**TASK OBJECTIVE:**
What lines in the records below hold the string "deleted"? Please show them.

**LISTED RECORDS:**

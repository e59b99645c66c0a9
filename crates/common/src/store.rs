//! Write operations against the documents directory.
//!
//! The store is the only component that mutates files inside the
//! sandbox. New and copied files reach the index through the watcher;
//! deletions also remove the entry synchronously so a delete is
//! immediately visible to readers.

use std::env;
use std::fs;
use std::path::{Path, PathBuf};

use serde::{Deserialize, Serialize};

use crate::index::{indexed_extension, SharedIndex, INDEXED_EXTENSIONS};
use crate::sandbox::PathGuard;

#[derive(Debug, thiserror::Error)]
pub enum StoreError {
    /// Malformed or unsafe request input
    #[error("invalid request: {0}")]
    Validation(String),
    /// Target or source file does not exist
    #[error("not found: {0}")]
    NotFound(String),
    /// Filesystem operation failed
    #[error("{0}: {1}")]
    Io(String, #[source] std::io::Error),
}

/// Identity of a document that was just written into the sandbox.
#[derive(Debug, Clone, PartialEq, Eq, Serialize, Deserialize)]
pub struct StoredDoc {
    pub path: String,
    pub name: String,
    pub ext: String,
}

/// Validated write access to the documents directory.
#[derive(Debug, Clone)]
pub struct DocumentStore {
    guard: PathGuard,
    index: SharedIndex,
}

impl DocumentStore {
    pub fn new(guard: PathGuard, index: SharedIndex) -> Self {
        Self { guard, index }
    }

    pub fn guard(&self) -> &PathGuard {
        &self.guard
    }

    /// Copies an existing file from anywhere on disk into the sandbox
    /// under its base name. The extension is validated before the
    /// source is consulted, so an unsupported file reports the same
    /// error whether or not it exists.
    pub fn register(&self, source: &Path) -> Result<StoredDoc, StoreError> {
        if source.as_os_str().is_empty() {
            return Err(StoreError::Validation("source path is required".into()));
        }
        let Some(ext) = indexed_extension(source) else {
            return Err(unsupported_extension());
        };

        let source = absolutize(source)?;
        if !source.is_file() {
            return Err(StoreError::NotFound(format!(
                "source file does not exist: {}",
                source.display()
            )));
        }

        let name = base_name(&source)?;
        let dest = self
            .guard
            .resolve(&name)
            .map_err(|e| StoreError::Validation(e.to_string()))?;
        fs::copy(&source, &dest)
            .map_err(|e| StoreError::Io(format!("failed to copy {}", source.display()), e))?;

        tracing::info!(source = %source.display(), dest = %name, "registered document");
        self.stored_doc(&dest, name, ext)
    }

    /// Writes content into the sandbox under the base name of the
    /// given filename, replacing any previous document silently.
    pub fn upload(&self, filename: &str, content: &str) -> Result<StoredDoc, StoreError> {
        if filename.trim().is_empty() {
            return Err(StoreError::Validation("filename is required".into()));
        }
        let Some(ext) = indexed_extension(Path::new(filename)) else {
            return Err(unsupported_extension());
        };

        let name = base_name(Path::new(filename))?;
        let dest = self
            .guard
            .resolve(&name)
            .map_err(|e| StoreError::Validation(e.to_string()))?;
        fs::write(&dest, content)
            .map_err(|e| StoreError::Io(format!("failed to write {name}"), e))?;

        tracing::info!(dest = %name, bytes = content.len(), "uploaded document");
        self.stored_doc(&dest, name, ext)
    }

    /// Unlinks a document by its sandbox-relative path and removes it
    /// from the index in the same call, so a subsequent listing never
    /// shows the deleted entry.
    pub fn delete(&self, candidate: &str) -> Result<(), StoreError> {
        let dest = self
            .guard
            .resolve(candidate)
            .map_err(|e| StoreError::Validation(e.to_string()))?;
        let rel = self
            .guard
            .relativize(&dest)
            .ok_or_else(|| StoreError::Validation("path names the document root".into()))?;

        if !dest.exists() {
            return Err(StoreError::NotFound(format!("no such document: {rel}")));
        }
        fs::remove_file(&dest).map_err(|e| StoreError::Io(format!("failed to delete {rel}"), e))?;
        self.index.write().remove_relative(&rel);

        tracing::info!(path = %rel, "deleted document");
        Ok(())
    }

    fn stored_doc(&self, dest: &Path, name: String, ext: String) -> Result<StoredDoc, StoreError> {
        let path = self
            .guard
            .relativize(dest)
            .ok_or_else(|| StoreError::Validation("destination resolves outside the root".into()))?;
        Ok(StoredDoc { path, name, ext })
    }
}

fn unsupported_extension() -> StoreError {
    StoreError::Validation(format!(
        "only {} files are supported",
        INDEXED_EXTENSIONS
            .iter()
            .map(|e| format!(".{e}"))
            .collect::<Vec<_>>()
            .join(" and ")
    ))
}

fn base_name(path: &Path) -> Result<String, StoreError> {
    path.file_name()
        .map(|n| n.to_string_lossy().into_owned())
        .ok_or_else(|| StoreError::Validation("path has no file name".into()))
}

fn absolutize(path: &Path) -> Result<PathBuf, StoreError> {
    if path.is_absolute() {
        Ok(path.to_path_buf())
    } else {
        let cwd = env::current_dir()
            .map_err(|e| StoreError::Io("failed to read working directory".into(), e))?;
        Ok(cwd.join(path))
    }
}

**TASK SOLUTION:**
    /// shows the deleted entry.
        tracing::info!(path = %rel, "deleted document");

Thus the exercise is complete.